Bug 133465 - Kernel: netfilter do_add_counters race (CVE-2006-0039)
Not sure wether we already fixed this one or was unaffected. Filing to be sure:
Solar Designer found a race condition in do_add_counters(). The beginning of
paddc is supposed to be the same as tmp which was sanity-checked above, but it
might not be the same in reality. In case the integer overflow and/or the race
condition are triggered, paddc->num_counters might not match the allocation
size
for paddc. If the check below (t->private->number != paddc->num_counters)

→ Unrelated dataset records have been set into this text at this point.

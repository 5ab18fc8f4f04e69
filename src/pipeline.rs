//! Per-material conversion pipeline
//!
//! Materials are processed strictly one after another; every buffer for a
//! material is dropped before the next one starts. A failing material either
//! aborts the run or is skipped, depending on the strictness setting.

use anyhow::{anyhow, bail, Context, Result};
use image::RgbaImage;
use indicatif::{ProgressBar, ProgressStyle};
use std::io::Cursor;
use std::path::{Path, PathBuf};
use tracing::{info, warn};

use crate::compositor::{self, MapSet};
use crate::config::{Config, GlossConvention};
use crate::output;
use crate::scan::{self, MaterialJob};
use crate::vmt;
use crate::vtf::{write_vtf, VtfFormat};

/// Counts reported at the end of a run
#[derive(Debug, Default)]
pub struct RunStats {
    pub converted: usize,
    pub failed: usize,
}

/// Convert every material found in the input directory
pub fn run(config: &Config) -> Result<RunStats> {
    let names = scan::find_material_names(config)?;
    if names.is_empty() {
        bail!(
            "No materials matching '*{}.{}' found in {}",
            config.suffixes.color,
            config.input_extension,
            config.input_dir.display()
        );
    }

    let pb = ProgressBar::new(names.len() as u64);
    pb.set_style(
        ProgressStyle::default_bar()
            .template("[{bar:40.cyan/blue}] {pos}/{len} | {msg}")
            .unwrap()
            .progress_chars("=>-"),
    );

    let mut stats = RunStats::default();
    for name in &names {
        pb.set_message(name.clone());
        match convert_material(config, name) {
            Ok(()) => stats.converted += 1,
            Err(e) if config.strict => {
                pb.finish_and_clear();
                return Err(e.context(format!("Material '{name}' failed")));
            }
            Err(e) => {
                warn!("Skipping material '{}': {:#}", name, e);
                stats.failed += 1;
            }
        }
        pb.inc(1);
    }
    pb.finish_and_clear();

    if config.phong_warps {
        copy_phongwarp(config);
    }

    Ok(stats)
}

/// Run the whole pipeline for one material
fn convert_material(config: &Config, name: &str) -> Result<()> {
    let job = scan::resolve_job(config, name)?;
    let maps = if config.orm_mode {
        load_orm_maps(&job)?
    } else {
        load_maps(config, &job)?
    };

    let composited = compositor::composite(
        &maps,
        config.metallic_factor(),
        config.gamma_midtone,
        config.clear_exponent,
    );
    drop(maps);

    let exponent_format = if config.use_compression {
        VtfFormat::Dxt5
    } else {
        VtfFormat::Dxt1
    };
    let normal_format = if config.use_compression {
        VtfFormat::Dxt5
    } else {
        VtfFormat::Rgba8888
    };

    let out = |suffix: &str| config.output_dir.join(format!("{name}{suffix}"));
    write_vtf(&composited.diffuse, &out("_c.vtf"), VtfFormat::Dxt5)?;
    write_vtf(&composited.exponent, &out("_m.vtf"), exponent_format)?;
    write_vtf(&composited.normal, &out("_n.vtf"), normal_format)?;

    if config.export_tga {
        save_tga(&composited.normal, &out("_n.tga"))?;
    }

    let (doc_path, doc) = if config.clear_exponent {
        (out("_s.vmt"), vmt::normalized_material(name, config))
    } else {
        (out(".vmt"), vmt::full_material(name, config))
    };
    output::write_replace(&doc_path, doc.as_bytes())?;

    info!("Converted material '{}'", name);
    Ok(())
}

fn load_rgba(path: &Path) -> Result<RgbaImage> {
    Ok(image::open(path)
        .with_context(|| format!("Failed to open {}", path.display()))?
        .to_rgba8())
}

fn load_optional(path: Option<&PathBuf>) -> Result<Option<RgbaImage>> {
    path.map(|p| load_rgba(p)).transpose()
}

fn load_maps(config: &Config, job: &MaterialJob) -> Result<MapSet> {
    let color = load_rgba(&job.color)?;
    let normal = load_rgba(&job.normal)?;
    let ao = load_optional(job.ao.as_ref())?;
    let mut gloss = load_optional(job.gloss.as_ref())?;
    let metal = load_optional(job.metal.as_ref())?;

    if config.gloss_convention == GlossConvention::Rough {
        if let Some(g) = gloss.as_mut() {
            compositor::invert_rgb(g);
        }
    }

    Ok(MapSet::assemble(color, ao, normal, gloss, metal))
}

fn load_orm_maps(job: &MaterialJob) -> Result<MapSet> {
    let color = load_rgba(&job.color)?;
    let normal = load_rgba(&job.normal)?;
    let orm_path = job
        .orm
        .as_deref()
        .ok_or_else(|| anyhow!("No ORM map resolved for '{}'", job.name))?;
    let orm = image::open(orm_path)
        .with_context(|| format!("Failed to open {}", orm_path.display()))?;
    let (ao, gloss, metal) = compositor::split_orm(&orm)
        .with_context(|| format!("Malformed ORM map {}", orm_path.display()))?;
    Ok(MapSet::assemble(color, Some(ao), normal, Some(gloss), Some(metal)))
}

fn save_tga(image: &RgbaImage, path: &Path) -> Result<()> {
    let mut bytes = Cursor::new(Vec::new());
    image
        .write_to(&mut bytes, image::ImageFormat::Tga)
        .context("TGA encode failed")?;
    output::write_replace(path, bytes.get_ref())
}

/// Companion texture for the phong warp reference in the materials. Expected
/// next to the settings file in the working directory.
fn copy_phongwarp(config: &Config) {
    let source = Path::new("phongwarp_steel.vtf");
    if !source.is_file() {
        warn!("Phong warps enabled but phongwarp_steel.vtf not found in the working directory");
        return;
    }
    let result = std::fs::read(source)
        .map_err(anyhow::Error::from)
        .and_then(|bytes| {
            output::write_replace(&config.output_dir.join("phongwarp_steel.vtf"), &bytes)
        });
    if let Err(e) = result {
        warn!("Failed to copy phongwarp texture: {:#}", e);
    }
}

nevertheless passes (perhaps this requires the race condition to be triggered),
IPT_ENTRY_ITERATE() would read kernel memory beyond the allocation size,
potentially leaking sensitive data (e.g., passwords from host system or from
another VPS) via counter increments.
Fixed in genpatches-2.6.16-10 (gentoo-sources-2.6.16-r8)
P.S. The patch you linked to is not the complete fix
2.6.16.17 has the full fix along with some more SCTP goodies.
Maintainers please bump to genpatches-2.6.16-10 or 2.6.16.18:
hardened-sources-2.6: johnm, hardened herd
hppa-sources-2.6: GMSoft
rsbac-sources-2.6: kang
sh-sources-2.6: vapier
suspend2-sources-2.6: brix
usermode-sources-2.6: dang
xbox-sources-2.6: chrb, gimli
xen-sources-2.6: chrb, agriffis
hppa-sources-2.6.16.18-pa11 in the tree.
Fixed in sys-kernel/suspend2-sources-2.6.16-r7.
usermode bumped to 2.6.16-r1
All fixed, closing. vapier please bump sh-sources.